Сенситивность, таким образом, заговорила другим языком.
Плач объявили уделом женщин, а также больных и аутсайдеров. Слезы все чаще стали описывать как результат нервного приступа или срыва, эмоциональной вспышки или боли. Рыдания рвутся наружу, тело сотрясается от судорожных всхлипов. Затем наступают мрачное уныние и опустошенность. Происшедшее напоминает природную катастрофу, ураган, после которого остается лишь глухая, безжизненная тишина. Бурный выплеск эмоций свидетельствует о том, что чувства вышли из-под контроля.

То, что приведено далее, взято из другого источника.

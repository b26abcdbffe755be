//! Requests an application-only token with the default reqwest transport against a local
//! mock provider.

// crates.io
use color_eyre::Result;
use httpmock::prelude::*;
// self
use vimeo_auth::{
	auth::{ClientCredentials, ScopeList},
	flows::ReqwestAuthenticator,
	http::ReqwestHttpClient,
	oauth::ReqwestTransportErrorMapper,
	provider::ProviderDescriptor,
	reqwest::Client,
};

#[tokio::main]
async fn main() -> Result<()> {
	color_eyre::install()?;

	let server = MockServer::start_async().await;
	let token_mock = server
		.mock_async(|when, then| {
			when.method(POST)
				.path("/oauth/authorize/client")
				.body("grant_type=client_credentials&scope=public+upload");
			then.status(200)
				.header("content-type", "application/json")
				.body("{\"access_token\":\"demo-app-token\",\"token_type\":\"bearer\"}");
		})
		.await;
	let descriptor = ProviderDescriptor::builder().api_root(server.base_url()).build()?;
	let http_client = ReqwestHttpClient::with_client(
		Client::builder()
			.danger_accept_invalid_certs(true)
			.danger_accept_invalid_hostnames(true)
			.build()?,
	);
	let authenticator = ReqwestAuthenticator::with_http_client(
		descriptor,
		ClientCredentials::new("demo-client", "super-secret")?,
		http_client,
		ReqwestTransportErrorMapper,
	);
	let scopes: ScopeList = "public upload".parse()?;
	let token = authenticator.request_client_credentials_token(Some(&scopes)).await?;

	println!("Application token: {}.", token.expose());

	token_mock.assert_async().await;

	Ok(())
}
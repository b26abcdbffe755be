//! Token endpoint plumbing: request construction, dispatch, and response classification.

pub use oauth2;

// crates.io
use oauth2::{
	AsyncHttpClient, HttpClientError, HttpRequest, HttpResponse,
	http::{
		Method, Request,
		header::{ACCEPT, AUTHORIZATION, CONTENT_TYPE},
	},
};
use url::form_urlencoded;
// self
use crate::{
	_prelude::*,
	auth::{AccessToken, ClientCredentials},
	error::{AuthExchangeError, ConfigError, ResponseParseError},
	http::{ResponseMetadata, TokenHttpClient},
	obs::{self, FlowSpan},
	provider::{GrantType, ProviderDescriptor},
};

const FORM_CONTENT_TYPE: &str = "application/x-www-form-urlencoded";

/// Maps HTTP transport failures into crate [`Error`] values.
///
/// Transport failures never reach the response parser; whatever the mapper returns is
/// surfaced to the caller as-is.
pub trait TransportErrorMapper<E>
where
	Self: 'static + Send + Sync,
	E: 'static + Send + Sync + StdError,
{
	/// Converts an [`HttpClientError`] emitted by the transport into a crate error.
	fn map_transport_error(&self, grant: GrantType, error: HttpClientError<E>) -> Error;
}

/// Mapper usable with any transport: every client failure becomes an
/// [`AuthExchangeError`].
#[derive(Clone, Debug, Default)]
pub struct GenericTransportErrorMapper;
impl<E> TransportErrorMapper<E> for GenericTransportErrorMapper
where
	E: 'static + Send + Sync + StdError,
{
	fn map_transport_error(&self, grant: GrantType, error: HttpClientError<E>) -> Error {
		let _ = grant;

		map_common_transport_error(error)
	}
}

/// Default mapper for reqwest-backed transports.
///
/// Request-builder failures are local misconfiguration and surface as [`ConfigError`];
/// everything else is an [`AuthExchangeError`].
#[cfg(feature = "reqwest")]
#[derive(Clone, Debug, Default)]
pub struct ReqwestTransportErrorMapper;
#[cfg(feature = "reqwest")]
impl TransportErrorMapper<ReqwestError> for ReqwestTransportErrorMapper {
	fn map_transport_error(
		&self,
		grant: GrantType,
		error: HttpClientError<ReqwestError>,
	) -> Error {
		let _ = grant;

		match error {
			HttpClientError::Reqwest(inner) if inner.is_builder() =>
				ConfigError::from(*inner).into(),
			HttpClientError::Reqwest(inner) => AuthExchangeError::from(*inner).into(),
			other => map_common_transport_error(other),
		}
	}
}

/// Form-encoded token request for a single grant.
#[derive(Clone, Debug)]
pub(crate) struct TokenRequest {
	grant: GrantType,
	form: Vec<(&'static str, String)>,
}
impl TokenRequest {
	pub(crate) fn new(grant: GrantType) -> Self {
		Self { grant, form: vec![("grant_type", grant.as_str().into())] }
	}

	pub(crate) fn param(mut self, key: &'static str, value: impl Into<String>) -> Self {
		self.form.push((key, value.into()));

		self
	}

	pub(crate) fn encode_form(&self) -> String {
		let mut serializer = form_urlencoded::Serializer::new(String::new());

		for (key, value) in &self.form {
			serializer.append_pair(key, value);
		}

		serializer.finish()
	}

	pub(crate) fn into_http_request(
		self,
		descriptor: &ProviderDescriptor,
		credentials: &ClientCredentials,
	) -> Result<HttpRequest> {
		let body = self.encode_form();

		Request::builder()
			.method(Method::POST)
			.uri(descriptor.token_endpoint(self.grant))
			.header(AUTHORIZATION, credentials.basic_authorization())
			.header(ACCEPT, descriptor.accept.as_str())
			.header(CONTENT_TYPE, FORM_CONTENT_TYPE)
			.body(body.into_bytes())
			.map_err(|e| ConfigError::from(e).into())
	}
}

/// Sends `request` through `http_client` and extracts the access token.
pub(crate) async fn request_access_token<C, M>(
	http_client: &C,
	mapper: &M,
	descriptor: &ProviderDescriptor,
	credentials: &ClientCredentials,
	request: TokenRequest,
	span: &FlowSpan,
) -> Result<AccessToken>
where
	C: ?Sized + TokenHttpClient,
	M: ?Sized + TransportErrorMapper<C::TransportError>,
{
	let grant = request.grant;
	let http_request = request.into_http_request(descriptor, credentials)?;
	let handle = http_client.handle();
	let response = handle
		.call(http_request)
		.await
		.map_err(|err| mapper.map_transport_error(grant, err))?;

	let status = response.status().as_u16();

	span.record_status(status);
	obs::record_token_status(grant.into(), status);

	parse_token_response(&response)
}

#[derive(Deserialize)]
struct TokenResponseBody {
	access_token: String,
}

#[derive(Default, Deserialize)]
struct ErrorResponseBody {
	error: Option<String>,
	#[serde(alias = "developer_message")]
	error_description: Option<String>,
}

/// Classifies a token endpoint response.
///
/// Non-success statuses are exchange failures (with any OAuth error fields the body
/// carries); success statuses must hold JSON with a non-empty `access_token`.
pub(crate) fn parse_token_response(response: &HttpResponse) -> Result<AccessToken> {
	let meta = ResponseMetadata::from_response(response);
	let status = response.status().as_u16();

	if !response.status().is_success() {
		let body =
			serde_json::from_slice::<ErrorResponseBody>(response.body()).unwrap_or_default();

		return Err(AuthExchangeError::Status {
			status,
			error: body.error,
			description: body.error_description,
			retry_after: meta.retry_after,
		}
		.into());
	}

	let mut de = serde_json::Deserializer::from_slice(response.body());
	let body: TokenResponseBody = serde_path_to_error::deserialize(&mut de)
		.map_err(|source| ResponseParseError::Json { source, status })?;

	if body.access_token.is_empty() {
		return Err(ResponseParseError::EmptyAccessToken { status }.into());
	}

	Ok(AccessToken::new(body.access_token))
}

fn map_common_transport_error<E>(error: HttpClientError<E>) -> Error
where
	E: 'static + Send + Sync + StdError,
{
	match error {
		HttpClientError::Http(inner) => ConfigError::from(inner).into(),
		HttpClientError::Io(inner) => AuthExchangeError::Io(inner).into(),
		HttpClientError::Other(message) => AuthExchangeError::Other { message }.into(),
		HttpClientError::Reqwest(inner) => AuthExchangeError::Network { source: inner }.into(),
		_ => AuthExchangeError::Other { message: "unrecognized transport failure".into() }.into(),
	}
}

#[cfg(test)]
mod tests {
	// crates.io
	use oauth2::http::{HeaderValue, StatusCode, header::RETRY_AFTER};
	// self
	use super::*;

	fn response(status: StatusCode, body: &str) -> HttpResponse {
		let mut response = HttpResponse::new(body.as_bytes().to_vec());

		*response.status_mut() = status;

		response
	}

	fn credentials() -> ClientCredentials {
		ClientCredentials::new("abc", "s3cret").expect("Credential fixture should be valid.")
	}

	#[test]
	fn token_requests_carry_basic_auth_accept_and_form_body() {
		let request = TokenRequest::new(GrantType::AuthorizationCode)
			.param("code", "c0de")
			.param("redirect_uri", "https://app.example.com/cb?x=1&y=2")
			.into_http_request(&ProviderDescriptor::vimeo(), &credentials())
			.expect("Token request should build.");

		assert_eq!(request.method(), Method::POST);
		assert_eq!(request.uri(), "https://api.vimeo.com/oauth/access_token");
		assert_eq!(request.headers()[AUTHORIZATION], "Basic YWJjOnMzY3JldA==");
		assert_eq!(request.headers()[ACCEPT], "application/vnd.vimeo.*+json; version=3.2");
		assert_eq!(request.headers()[CONTENT_TYPE], FORM_CONTENT_TYPE);
		assert_eq!(
			String::from_utf8_lossy(request.body()),
			"grant_type=authorization_code&code=c0de&redirect_uri=https%3A%2F%2Fapp.example.com%2Fcb%3Fx%3D1%26y%3D2"
		);
	}

	#[test]
	fn successful_responses_yield_the_token() {
		let token = parse_token_response(&response(
			StatusCode::OK,
			r#"{"access_token":"tok123","token_type":"bearer","scope":"public private"}"#,
		))
		.expect("Well-formed responses should parse.");

		assert_eq!(token.expose(), "tok123");
	}

	#[test]
	fn malformed_success_bodies_are_parse_errors() {
		let err = parse_token_response(&response(StatusCode::OK, "<html>oops</html>"))
			.expect_err("Non-JSON bodies must fail.");

		assert!(matches!(err, Error::ResponseParse(ResponseParseError::Json { status: 200, .. })));

		let err = parse_token_response(&response(StatusCode::OK, r#"{"token_type":"bearer"}"#))
			.expect_err("Bodies without access_token must fail.");

		match err {
			Error::ResponseParse(ResponseParseError::Json { source, .. }) =>
				assert!(source.to_string().contains("access_token")),
			other => panic!("Unexpected error variant: {other:?}."),
		}

		let err = parse_token_response(&response(StatusCode::OK, r#"{"access_token":""}"#))
			.expect_err("Empty tokens must fail.");

		assert!(matches!(err, Error::ResponseParse(ResponseParseError::EmptyAccessToken { .. })));
	}

	#[test]
	fn error_statuses_are_exchange_errors_with_details() {
		let mut throttled = response(StatusCode::TOO_MANY_REQUESTS, "slow down");

		throttled.headers_mut().insert(RETRY_AFTER, HeaderValue::from_static("12"));

		match parse_token_response(&throttled).expect_err("429 responses must fail.") {
			Error::AuthExchange(AuthExchangeError::Status {
				status,
				error,
				description,
				retry_after,
			}) => {
				assert_eq!(status, 429);
				assert_eq!(error, None);
				assert_eq!(description, None);
				assert_eq!(retry_after, Some(Duration::seconds(12)));
			},
			other => panic!("Unexpected error variant: {other:?}."),
		}

		let rejected = response(
			StatusCode::BAD_REQUEST,
			r#"{"error":"invalid_grant","developer_message":"The authorization code is invalid."}"#,
		);

		match parse_token_response(&rejected).expect_err("400 responses must fail.") {
			Error::AuthExchange(AuthExchangeError::Status { status, error, description, .. }) => {
				assert_eq!(status, 400);
				assert_eq!(error.as_deref(), Some("invalid_grant"));
				assert_eq!(description.as_deref(), Some("The authorization code is invalid."));
			},
			other => panic!("Unexpected error variant: {other:?}."),
		}
	}

	#[test]
	fn generic_mapper_wraps_transport_failures() {
		let mapper = GenericTransportErrorMapper;
		let io = std::io::Error::new(std::io::ErrorKind::ConnectionReset, "reset");
		let err = TransportErrorMapper::<std::io::Error>::map_transport_error(
			&mapper,
			GrantType::ClientCredentials,
			HttpClientError::Reqwest(Box::new(io)),
		);

		assert!(matches!(err, Error::AuthExchange(AuthExchangeError::Network { .. })));

		let err = TransportErrorMapper::<std::io::Error>::map_transport_error(
			&mapper,
			GrantType::AuthorizationCode,
			HttpClientError::Other("boom".into()),
		);

		assert!(matches!(err, Error::AuthExchange(AuthExchangeError::Other { .. })));
	}
}
//! Consent URL construction for the authorization-code flow.
//!
//! [`AuthorizationRequest::authorize_url`] reproduces the provider's documented URL layout
//! verbatim: values are concatenated without percent-encoding and every scope is followed
//! by `+` (`scope=public+private+`). Redirect URIs that carry reserved characters (`&`, `?`,
//! `#`) cannot survive that layout, so
//! [`AuthorizationRequest::authorize_url_encoded`] builds the same query with proper
//! `application/x-www-form-urlencoded` serialization.

// crates.io
use rand::{Rng, distr::Alphanumeric};
// self
use crate::{
	_prelude::*,
	auth::ScopeList,
	error::ConfigError,
	flows::Authenticator,
	http::TokenHttpClient,
	oauth::TransportErrorMapper,
	obs::{FlowKind, FlowSpan},
	provider::ProviderDescriptor,
};

const STATE_LEN: usize = 32;

/// Parameters of a consent page redirect.
#[derive(Clone, Debug, PartialEq, Eq)]
pub struct AuthorizationRequest {
	/// Client identifier of the application asking for consent.
	pub client_id: String,
	/// Requested scopes; empty means every scope.
	pub scopes: ScopeList,
	/// Redirect URI registered for the application.
	///
	/// Must match the value later passed to the code exchange.
	pub redirect_uri: String,
	/// Optional CSRF `state` that must round-trip via the redirect.
	pub state: Option<String>,
}
impl AuthorizationRequest {
	/// Creates a request without `state`.
	pub fn new(
		client_id: impl Into<String>,
		scopes: ScopeList,
		redirect_uri: impl Into<String>,
	) -> Self {
		Self { client_id: client_id.into(), scopes, redirect_uri: redirect_uri.into(), state: None }
	}

	/// Attaches a caller-chosen `state`.
	pub fn with_state(mut self, state: impl Into<String>) -> Self {
		self.state = Some(state.into());

		self
	}

	/// Attaches a freshly generated 32-character alphanumeric `state`.
	pub fn with_random_state(self) -> Self {
		let state = rand::rng().sample_iter(Alphanumeric).take(STATE_LEN).map(char::from);

		self.with_state(state.collect::<String>())
	}

	/// Builds the consent URL in the provider's verbatim layout.
	pub fn authorize_url(&self, descriptor: &ProviderDescriptor) -> String {
		let _span = FlowSpan::new(FlowKind::Authorize, "authorize_url").entered();
		let quirks = descriptor.quirks;
		let scopes = self.scopes.clone().or_all();
		let mut url = format!(
			"{}?response_type=code&client_id={}&scope={}&redirect_uri={}",
			descriptor.authorization_endpoint(),
			self.client_id,
			scopes.join(quirks.scope_delimiter, quirks.trailing_scope_delimiter),
			self.redirect_uri,
		);

		if let Some(state) = &self.state {
			url.push_str("&state=");
			url.push_str(state);
		}

		url
	}

	/// Builds the consent URL with every query value percent-encoded.
	///
	/// The redirect URI must parse as an absolute URL.
	pub fn authorize_url_encoded(&self, descriptor: &ProviderDescriptor) -> Result<Url> {
		let _span = FlowSpan::new(FlowKind::Authorize, "authorize_url_encoded").entered();
		let redirect = Url::parse(&self.redirect_uri)
			.map_err(|source| ConfigError::InvalidRedirect { source })?;
		let mut url = Url::parse(&descriptor.authorization_endpoint())
			.map_err(|source| ConfigError::InvalidApiRoot { source })?;
		let scopes = self.scopes.clone().or_all();
		let mut pairs = url.query_pairs_mut();

		pairs.append_pair("response_type", "code");
		pairs.append_pair("client_id", &self.client_id);
		pairs.append_pair("scope", &scopes.join(descriptor.quirks.form_scope_delimiter, false));
		pairs.append_pair("redirect_uri", redirect.as_str());

		if let Some(state) = &self.state {
			pairs.append_pair("state", state);
		}

		drop(pairs);

		Ok(url)
	}
}

/// Builds the consent URL the user's browser must be sent to.
///
/// Scope names are validated before anything else; an unknown name fails with
/// [`ValidationError::UnknownScope`](crate::error::ValidationError::UnknownScope). Passing no
/// scopes (an empty slice or `None`) requests every scope.
///
/// `api_root` is then validated as an [`ApiRoot`](crate::provider::ApiRoot): surrounding
/// whitespace and trailing `/` are dropped, and a root that is not an absolute `http(s)` URL
/// without query or fragment fails with
/// [`ConfigError::InvalidApiRoot`] or [`ConfigError::UnsupportedApiRoot`].
///
/// ```
/// let url = vimeo_auth::flows::build_authorization_url(
/// 	"https://api.vimeo.com",
/// 	"abc",
/// 	["public"],
/// 	"https://app.example.com/cb",
/// )?;
///
/// assert_eq!(
/// 	url,
/// 	"https://api.vimeo.com/oauth/authorize?response_type=code&client_id=abc&scope=public+&redirect_uri=https://app.example.com/cb"
/// );
/// # Ok::<(), vimeo_auth::error::Error>(())
/// ```
pub fn build_authorization_url<I, S>(
	api_root: &str,
	client_id: &str,
	scopes: I,
	redirect_uri: &str,
) -> Result<String>
where
	I: IntoIterator<Item = S>,
	S: AsRef<str>,
{
	let scopes = ScopeList::parse(scopes)?;
	let descriptor = ProviderDescriptor::with_api_root(api_root)?;

	Ok(AuthorizationRequest::new(client_id, scopes, redirect_uri).authorize_url(&descriptor))
}

impl<C, M> Authenticator<C, M>
where
	C: ?Sized + TokenHttpClient,
	M: ?Sized + TransportErrorMapper<C::TransportError>,
{
	/// Starts an [`AuthorizationRequest`] for this application.
	pub fn authorization_request(
		&self,
		scopes: ScopeList,
		redirect_uri: impl Into<String>,
	) -> AuthorizationRequest {
		AuthorizationRequest::new(self.credentials.client_id.clone(), scopes, redirect_uri)
	}

	/// Builds the consent URL for this application; see [`build_authorization_url`].
	pub fn build_authorization_url<I, S>(&self, scopes: I, redirect_uri: &str) -> Result<String>
	where
		I: IntoIterator<Item = S>,
		S: AsRef<str>,
	{
		let scopes = ScopeList::parse(scopes)?;

		Ok(self.authorization_request(scopes, redirect_uri).authorize_url(&self.descriptor))
	}
}

#[cfg(test)]
mod tests {
	// std
	use std::collections::HashMap;
	// self
	use super::*;
	use crate::{auth::Scope, error::ValidationError};

	#[test]
	fn verbatim_url_matches_provider_layout() {
		let url = build_authorization_url(
			"https://api.vimeo.com",
			"abc",
			["public"],
			"https://app.example.com/cb",
		)
		.expect("Valid inputs should build a URL.");

		assert_eq!(
			url,
			"https://api.vimeo.com/oauth/authorize?response_type=code&client_id=abc&scope=public+&redirect_uri=https://app.example.com/cb"
		);
	}

	#[test]
	fn missing_scopes_request_everything() {
		let expected = "scope=interact+private+public+create+edit+delete+upload+&";
		let empty: [&str; 0] = [];
		let from_empty =
			build_authorization_url("https://api.vimeo.com", "abc", empty, "https://a.test/cb")
				.expect("Empty scopes should build a URL.");
		let from_none =
			build_authorization_url("https://api.vimeo.com", "abc", None::<&str>, "https://a.test/cb")
				.expect("Absent scopes should build a URL.");

		assert!(from_empty.contains(expected));
		assert_eq!(from_empty, from_none);
	}

	#[test]
	fn unknown_scopes_fail_before_building() {
		let err = build_authorization_url(
			"not even a url",
			"abc",
			["public", "superuser"],
			"https://app.example.com/cb",
		)
		.expect_err("Unknown scopes must be rejected.");

		match err {
			Error::Validation(ValidationError::UnknownScope { scope, allowed }) => {
				assert_eq!(scope, "superuser");
				assert!(allowed.contains("'upload'"));
			},
			other => panic!("Unexpected error variant: {other:?}."),
		}
	}

	#[test]
	fn state_is_appended_after_redirect() {
		let request =
			AuthorizationRequest::new("abc", Scope::Private.into(), "https://app.example.com/cb")
				.with_state("xyz");

		assert!(
			request
				.authorize_url(&ProviderDescriptor::vimeo())
				.ends_with("scope=private+&redirect_uri=https://app.example.com/cb&state=xyz")
		);

		let random = AuthorizationRequest::new("abc", ScopeList::default(), "https://a.test/cb")
			.with_random_state();
		let state = random.state.expect("Random state should be attached.");

		assert_eq!(state.len(), STATE_LEN);
		assert!(state.chars().all(|c| c.is_ascii_alphanumeric()));
	}

	#[test]
	fn encoded_url_survives_reserved_characters() {
		let request = AuthorizationRequest::new(
			"abc",
			ScopeList::from([Scope::Public, Scope::Upload]),
			"https://app.example.com/cb?next=/home&lang=en",
		)
		.with_state("s t");
		let url = request
			.authorize_url_encoded(&ProviderDescriptor::vimeo())
			.expect("Encoded URL should build.");
		let pairs: HashMap<_, _> = url.query_pairs().into_owned().collect();

		assert_eq!(url.path(), "/oauth/authorize");
		assert_eq!(pairs.get("scope"), Some(&"public upload".to_owned()));
		assert_eq!(
			pairs.get("redirect_uri"),
			Some(&"https://app.example.com/cb?next=/home&lang=en".to_owned())
		);
		assert_eq!(pairs.get("state"), Some(&"s t".to_owned()));

		let bad = AuthorizationRequest::new("abc", ScopeList::default(), "/relative/cb");

		assert!(matches!(
			bad.authorize_url_encoded(&ProviderDescriptor::vimeo()),
			Err(Error::Config(ConfigError::InvalidRedirect { .. }))
		));
	}

	#[test]
	fn api_roots_are_normalized_or_rejected() {
		let build = |api_root| {
			build_authorization_url(api_root, "abc", ["public"], "https://a.test/cb")
		};
		let url = build(" https://api.vimeo.com/ ").expect("Padded roots should build a URL.");

		assert!(url.starts_with("https://api.vimeo.com/oauth/authorize?"));
		assert!(matches!(
			build("ftp://api.vimeo.com"),
			Err(Error::Config(ConfigError::UnsupportedApiRoot { .. }))
		));
		assert!(matches!(
			build("https://api.vimeo.com?x=1"),
			Err(Error::Config(ConfigError::UnsupportedApiRoot { .. }))
		));
		assert!(matches!(
			build("api.vimeo.com"),
			Err(Error::Config(ConfigError::InvalidApiRoot { .. }))
		));
	}
}
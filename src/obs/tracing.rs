// self
use crate::{_prelude::*, obs::FlowKind};

/// Type alias that resolves to an instrumented future when tracing is enabled.
#[cfg(feature = "tracing")]
pub type InstrumentedFlow<F> = tracing::instrument::Instrumented<F>;
/// Passthrough future type when tracing is disabled.
#[cfg(not(feature = "tracing"))]
pub type InstrumentedFlow<F> = F;

/// A span builder used by auth flows.
///
/// Spans carry the `flow` and `stage` labels plus an `http_status` field that token
/// exchanges fill in once the provider answers.
#[derive(Clone, Debug)]
pub struct FlowSpan {
	#[cfg(feature = "tracing")]
	span: tracing::Span,
}
impl FlowSpan {
	/// Creates a new span tagged with the provided flow kind + stage.
	pub fn new(kind: FlowKind, stage: &'static str) -> Self {
		#[cfg(feature = "tracing")]
		{
			let span = tracing::info_span!(
				"vimeo_auth.flow",
				flow = kind.as_str(),
				stage,
				http_status = tracing::field::Empty,
			);

			Self { span }
		}
		#[cfg(not(feature = "tracing"))]
		{
			let _ = (kind, stage);

			Self {}
		}
	}

	/// Records the HTTP status returned by the token endpoint.
	pub fn record_status(&self, status: u16) {
		#[cfg(feature = "tracing")]
		{
			self.span.record("http_status", status);
		}
		#[cfg(not(feature = "tracing"))]
		{
			let _ = status;
		}
	}

	/// Enters the span for synchronous sections.
	pub fn entered(self) -> FlowSpanGuard {
		#[cfg(feature = "tracing")]
		{
			FlowSpanGuard { guard: self.span.entered() }
		}
		#[cfg(not(feature = "tracing"))]
		{
			let _ = self;

			FlowSpanGuard {}
		}
	}

	/// Instruments an async block without holding a guard across `.await` points.
	pub fn instrument<Fut>(&self, fut: Fut) -> InstrumentedFlow<Fut>
	where
		Fut: Future,
	{
		#[cfg(feature = "tracing")]
		{
			use tracing::Instrument;

			fut.instrument(self.span.clone())
		}
		#[cfg(not(feature = "tracing"))]
		{
			fut
		}
	}
}

/// RAII guard returned by [`FlowSpan::entered`].
pub struct FlowSpanGuard {
	#[cfg(feature = "tracing")]
	#[allow(dead_code)]
	guard: tracing::span::EnteredSpan,
}
impl Debug for FlowSpanGuard {
	fn fmt(&self, f: &mut Formatter) -> FmtResult {
		f.write_str("FlowSpanGuard(..)")
	}
}
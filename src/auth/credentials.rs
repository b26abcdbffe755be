//! Application credentials used for HTTP Basic client authentication.

// crates.io
use base64::{Engine as _, engine::general_purpose::STANDARD};
// self
use crate::{_prelude::*, error::ValidationError};

/// Application identifier/secret pair registered with the provider.
///
/// The pair only ever leaves the process as an `Authorization: Basic` header value; the
/// secret is redacted from every formatter. Deserializing (e.g. from an application config
/// file) applies the same checks as [`ClientCredentials::new`]; there is no `Serialize`.
#[derive(Clone, PartialEq, Eq, Deserialize)]
#[serde(try_from = "RawClientCredentials")]
pub struct ClientCredentials {
	/// Public client identifier.
	pub client_id: String,
	client_secret: String,
}
impl ClientCredentials {
	/// Creates a credential pair, rejecting empty identifiers or secrets.
	pub fn new(
		client_id: impl Into<String>,
		client_secret: impl Into<String>,
	) -> Result<Self, ValidationError> {
		let client_id = client_id.into();
		let client_secret = client_secret.into();

		if client_id.is_empty() {
			return Err(ValidationError::EmptyField { field: "client_id" });
		}
		if client_secret.is_empty() {
			return Err(ValidationError::EmptyField { field: "client_secret" });
		}

		Ok(Self { client_id, client_secret })
	}

	/// Returns the client secret. Callers must avoid logging this string.
	pub fn expose_secret(&self) -> &str {
		&self.client_secret
	}

	/// Builds the `Authorization` header value: `Basic base64(client_id:client_secret)`.
	pub fn basic_authorization(&self) -> String {
		let raw = format!("{}:{}", self.client_id, self.client_secret);

		format!("Basic {}", STANDARD.encode(raw))
	}
}
impl TryFrom<RawClientCredentials> for ClientCredentials {
	type Error = ValidationError;

	fn try_from(raw: RawClientCredentials) -> Result<Self, Self::Error> {
		Self::new(raw.client_id, raw.client_secret)
	}
}
impl Debug for ClientCredentials {
	fn fmt(&self, f: &mut Formatter) -> FmtResult {
		f.debug_struct("ClientCredentials")
			.field("client_id", &self.client_id)
			.field("client_secret", &"<redacted>")
			.finish()
	}
}

#[derive(Deserialize)]
struct RawClientCredentials {
	client_id: String,
	client_secret: String,
}
// self
use crate::_prelude::*;

/// Provider-specific quirks that influence how requests are shaped.
#[derive(Clone, Copy, Debug, PartialEq, Eq, Serialize, Deserialize)]
#[serde(default)]
pub struct ProviderQuirks {
	/// Character placed between scopes in the authorization URL.
	pub scope_delimiter: char,
	/// Whether every scope in the authorization URL is followed by the delimiter,
	/// including the last one (`scope=public+private+`).
	pub trailing_scope_delimiter: bool,
	/// Character used to join scopes in token request form bodies.
	pub form_scope_delimiter: char,
}
impl Default for ProviderQuirks {
	fn default() -> Self {
		Self { scope_delimiter: '+', trailing_scope_delimiter: true, form_scope_delimiter: ' ' }
	}
}
//! Remote bill store port definition.

use async_trait::async_trait;

use crate::domain::entities::{Bill, SelectedFile};
use crate::domain::errors::StoreError;

/// Upload payload: the receipt file and the uploader's email.
#[derive(Debug, Clone, PartialEq, Eq)]
pub struct CreateBillRequest {
    pub file: SelectedFile,
    pub email: String,
}

impl CreateBillRequest {
    #[must_use]
    pub fn new(file: SelectedFile, email: impl Into<String>) -> Self {
        Self {
            file,
            email: email.into(),
        }
    }
}

/// Store answer to an upload.
#[derive(Debug, Clone, PartialEq, Eq)]
pub struct CreatedBill {
    /// Public URL of the stored receipt.
    pub file_url: String,
    /// Key of the bill the store created for the upload.
    pub key: String,
}

/// Update payload: the full bill and the key of the bill to update.
///
/// `selector` is `None` when no receipt was uploaded beforehand.
#[derive(Debug, Clone, PartialEq, Eq)]
pub struct UpdateBillRequest {
    pub data: Bill,
    pub selector: Option<String>,
}

/// Port for the remote bill store.
#[cfg_attr(test, mockall::automock)]
#[async_trait]
pub trait BillStorePort: Send + Sync {
    /// Uploads a receipt and creates the backing bill.
    async fn create(&self, request: CreateBillRequest) -> Result<CreatedBill, StoreError>;

    /// Writes the bill record.
    async fn update(&self, request: UpdateBillRequest) -> Result<Bill, StoreError>;

    /// Lists the bills visible to the current user.
    async fn list(&self) -> Result<Vec<Bill>, StoreError>;
}
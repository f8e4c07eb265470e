//! Application configuration.

pub mod app_config;
pub mod args;
pub mod storage;

pub use app_config::{AppConfig, LogLevel, PreviewConfig};
pub use args::{CliArgs, Command};
pub use storage::{ConfigError, StorageManager};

В качестве болезненного симптома слезы также считались уделом женщин. И если у мужчин они могли служить доказательством глубины и искренности чувств, то у женщин — демонстрировали поверхностность и склонность к драматизации. Умение проливать притворные слезы приписывалось исключительно женщинам, поскольку они якобы легко принимаются плакать и быстро успокаиваются. Нередко, однако, женские слезы переходят в истерику. По мнению Шарко[25], слезы являются четвертой и последней стадией истерического приступа.
Женские слезы не имели классовых границ. Говорили, что женщины плачут где и когда угодно: от счастья и от горя, от разочарования, при рождении ребенка и на свадьбе, над убитой птицей, над пролитым молоком и при звуках шубертовской сонаты. «Женщинам поплакать — все равно, что поболтать»30. У Эммы Бовари слезы были всегда наготове. Она плачет, когда расстроена или сердита, плачет над соответствующими романными атрибутами: лунным светом, красотой природы и поэзии. Она плачет от собственной экзальтированности и от неумения мужчины восхищаться ею так, чтобы ее глаза увлажнились слезой умиления. (Когда Родольф пишет мадам Бовари прощальное письмо, он понимает: Эмма ждет от него слез и, обмакнув палец в стакан с водой, он роняет каплю на письмо.) Чувствительность Эммы представлялась современникам неприличной. Если в XVIII веке слезы, пролитые над романом, показывали способность человека к сопереживанию, в XIX веке они являются свидетельством морального падения.
Установление в XIX веке четких границ между частным и общественным, с одной стороны, мужчиной и женщиной, с другой, явилось поворотным пунктом в истории слез. Когда выдержка и самоконтроль стали стержнем, на котором держится современная личность, слезливая сентиментальность сделалась обременительной, а слезы начали вызывать раздражение. Сильные чувства не освобождали личность, а, напротив, выводили ее из равновесия. Приступы слез у мужчин воспринимались как проигрыш или унижение. Отступить от принципа сдержанности и дать волю слезам — значило сравниться с женщинами, детьми, признать себя «тряпкой». Даже женщины, хотя за ними сохранилось право плакать, уже не могли, как раньше, проявлять таким образом благородство натуры. Женскую чувствительность теперь тоже приходилось скрывать, причем желательно в темной комнате с приспущенными занавесками и наглухо запертыми дверьми.